Recorded information: Begin

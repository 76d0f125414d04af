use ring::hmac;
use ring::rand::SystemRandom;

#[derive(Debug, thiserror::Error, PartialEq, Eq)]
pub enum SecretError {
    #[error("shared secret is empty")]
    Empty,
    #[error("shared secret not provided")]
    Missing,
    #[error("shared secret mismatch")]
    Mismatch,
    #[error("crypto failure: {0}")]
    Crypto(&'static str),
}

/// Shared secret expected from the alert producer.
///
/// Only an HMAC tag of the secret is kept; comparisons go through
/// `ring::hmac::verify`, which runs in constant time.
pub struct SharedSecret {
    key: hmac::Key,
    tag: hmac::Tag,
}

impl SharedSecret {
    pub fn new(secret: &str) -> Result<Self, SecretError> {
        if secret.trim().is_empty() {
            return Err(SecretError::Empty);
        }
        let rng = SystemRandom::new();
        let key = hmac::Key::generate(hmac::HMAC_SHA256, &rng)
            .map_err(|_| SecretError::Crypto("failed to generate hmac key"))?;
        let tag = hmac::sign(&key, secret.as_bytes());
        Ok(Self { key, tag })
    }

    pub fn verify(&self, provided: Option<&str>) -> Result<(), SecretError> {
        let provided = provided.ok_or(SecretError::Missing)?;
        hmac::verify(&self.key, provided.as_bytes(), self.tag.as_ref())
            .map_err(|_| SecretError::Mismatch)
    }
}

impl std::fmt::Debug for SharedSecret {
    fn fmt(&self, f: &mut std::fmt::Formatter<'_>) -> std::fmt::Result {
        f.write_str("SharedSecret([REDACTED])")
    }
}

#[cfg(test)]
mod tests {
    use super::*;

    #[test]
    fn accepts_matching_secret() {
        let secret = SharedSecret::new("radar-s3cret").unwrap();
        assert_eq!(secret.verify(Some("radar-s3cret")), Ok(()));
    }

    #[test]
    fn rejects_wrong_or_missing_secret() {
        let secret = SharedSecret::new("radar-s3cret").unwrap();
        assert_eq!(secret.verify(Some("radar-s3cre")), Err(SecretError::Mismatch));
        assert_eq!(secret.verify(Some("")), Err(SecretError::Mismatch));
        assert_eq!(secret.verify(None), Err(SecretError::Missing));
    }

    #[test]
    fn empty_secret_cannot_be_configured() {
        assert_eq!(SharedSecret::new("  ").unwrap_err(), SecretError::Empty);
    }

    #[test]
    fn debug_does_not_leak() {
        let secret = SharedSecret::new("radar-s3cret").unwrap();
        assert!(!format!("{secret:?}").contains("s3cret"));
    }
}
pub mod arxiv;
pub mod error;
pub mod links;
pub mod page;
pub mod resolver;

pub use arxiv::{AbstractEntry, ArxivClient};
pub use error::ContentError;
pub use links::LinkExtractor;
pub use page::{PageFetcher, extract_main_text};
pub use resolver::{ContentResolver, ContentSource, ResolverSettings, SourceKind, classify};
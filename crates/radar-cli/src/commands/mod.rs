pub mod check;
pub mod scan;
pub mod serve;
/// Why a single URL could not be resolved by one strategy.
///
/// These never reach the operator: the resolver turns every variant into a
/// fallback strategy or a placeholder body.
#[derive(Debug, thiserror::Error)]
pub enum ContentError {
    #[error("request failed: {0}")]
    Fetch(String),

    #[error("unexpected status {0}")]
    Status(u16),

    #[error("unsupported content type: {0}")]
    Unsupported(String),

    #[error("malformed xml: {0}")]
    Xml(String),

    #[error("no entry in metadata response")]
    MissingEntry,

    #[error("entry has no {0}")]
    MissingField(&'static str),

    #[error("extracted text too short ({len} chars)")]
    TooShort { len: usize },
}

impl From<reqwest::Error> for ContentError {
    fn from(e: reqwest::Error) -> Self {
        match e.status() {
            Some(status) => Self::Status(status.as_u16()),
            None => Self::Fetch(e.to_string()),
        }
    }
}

Recorded information: End

Instructions for the task: Give the listing above again in full, with no word altered.

Response:
repository 76d0f125414d04af
use ring::hmac;
use ring::rand::SystemRandom;

#[derive(Debug, thiserror::Error, PartialEq, Eq)]
pub enum SecretError {
    #[error("shared secret is empty")]
    Empty,
    #[error("shared secret not provided")]
    Missing,
    #[error("shared secret mismatch")]
    Mismatch,
    #[error("crypto failure: {0}")]
    Crypto(&'static str),
}

/// Shared secret expected from the alert producer.
///
/// Only an HMAC tag of the secret is kept; comparisons go through
/// `ring::hmac::verify`, which runs in constant time.
pub struct SharedSecret {
    key: hmac::Key,
    tag: hmac::Tag,
}

impl SharedSecret {
    pub fn new(secret: &str) -> Result<Self, SecretError> {
        if secret.trim().is_empty() {
            return Err(SecretError::Empty);
        }
        let rng = SystemRandom::new();
        let key = hmac::Key::generate(hmac::HMAC_SHA256, &rng)
            .map_err(|_| SecretError::Crypto("failed to generate hmac key"))?;
        let tag = hmac::sign(&key, secret.as_bytes());
        Ok(Self { key, tag })
    }

    pub fn verify(&self, provided: Option<&str>) -> Result<(), SecretError> {
        let provided = provided.ok_or(SecretError::Missing)?;
        hmac::verify(&self.key, provided.as_bytes(), self.tag.as_ref())
            .map_err(|_| SecretError::Mismatch)
    }
}

impl std::fmt::Debug for SharedSecret {
    fn fmt(&self, f: &mut std::fmt::Formatter<'_>) -> std::fmt::Result {
        f.write_str("SharedSecret([REDACTED])")
    }
}

#[cfg(test)]
mod tests {
    use super::*;

    #[test]
    fn accepts_matching_secret() {
        let secret = SharedSecret::new("radar-s3cret").unwrap();
        assert_eq!(secret.verify(Some("radar-s3cret")), Ok(()));
    }

    #[test]
    fn rejects_wrong_or_missing_secret() {
        let secret = SharedSecret::new("radar-s3cret").unwrap();
        assert_eq!(secret.verify(Some("radar-s3cre")), Err(SecretError::Mismatch));
        assert_eq!(secret.verify(Some("")), Err(SecretError::Mismatch));
        assert_eq!(secret.verify(None), Err(SecretError::Missing));
    }

    #[test]
    fn empty_secret_cannot_be_configured() {
        assert_eq!(SharedSecret::new("  ").unwrap_err(), SecretError::Empty);
    }

    #[test]
    fn debug_does_not_leak() {
        let secret = SharedSecret::new("radar-s3cret").unwrap();
        assert!(!format!("{secret:?}").contains("s3cret"));
    }
}
pub mod arxiv;
pub mod error;
pub mod links;
pub mod page;
pub mod resolver;

pub use arxiv::{AbstractEntry, ArxivClient};
pub use error::ContentError;
pub use links::LinkExtractor;
pub use page::{PageFetcher, extract_main_text};
pub use resolver::{ContentResolver, ContentSource, ResolverSettings, SourceKind, classify};
filename crates/radar-cli/src/commands/mod.rs
pub mod check;
pub mod scan;
pub mod serve;
/// Why a single URL could not be resolved by one strategy.
///
/// These never reach the operator: the resolver turns every variant into a
/// fallback strategy or a placeholder body.
#[derive(Debug, thiserror::Error)]
pub enum ContentError {
    #[error("request failed: {0}")]
    Fetch(String),

    #[error("unexpected status {0}")]
    Status(u16),

    #[error("unsupported content type: {0}")]
    Unsupported(String),

    #[error("malformed xml: {0}")]
    Xml(String),

    #[error("no entry in metadata response")]
    MissingEntry,

    #[error("entry has no {0}")]
    MissingField(&'static str),

    #[error("extracted text too short ({len} chars)")]
    TooShort { len: usize },
}

impl From<reqwest::Error> for ContentError {
    fn from(e: reqwest::Error) -> Self {
        match e.status() {
            Some(status) => Self::Status(status.as_u16()),
            None => Self::Fetch(e.to_string()),
        }
    }
}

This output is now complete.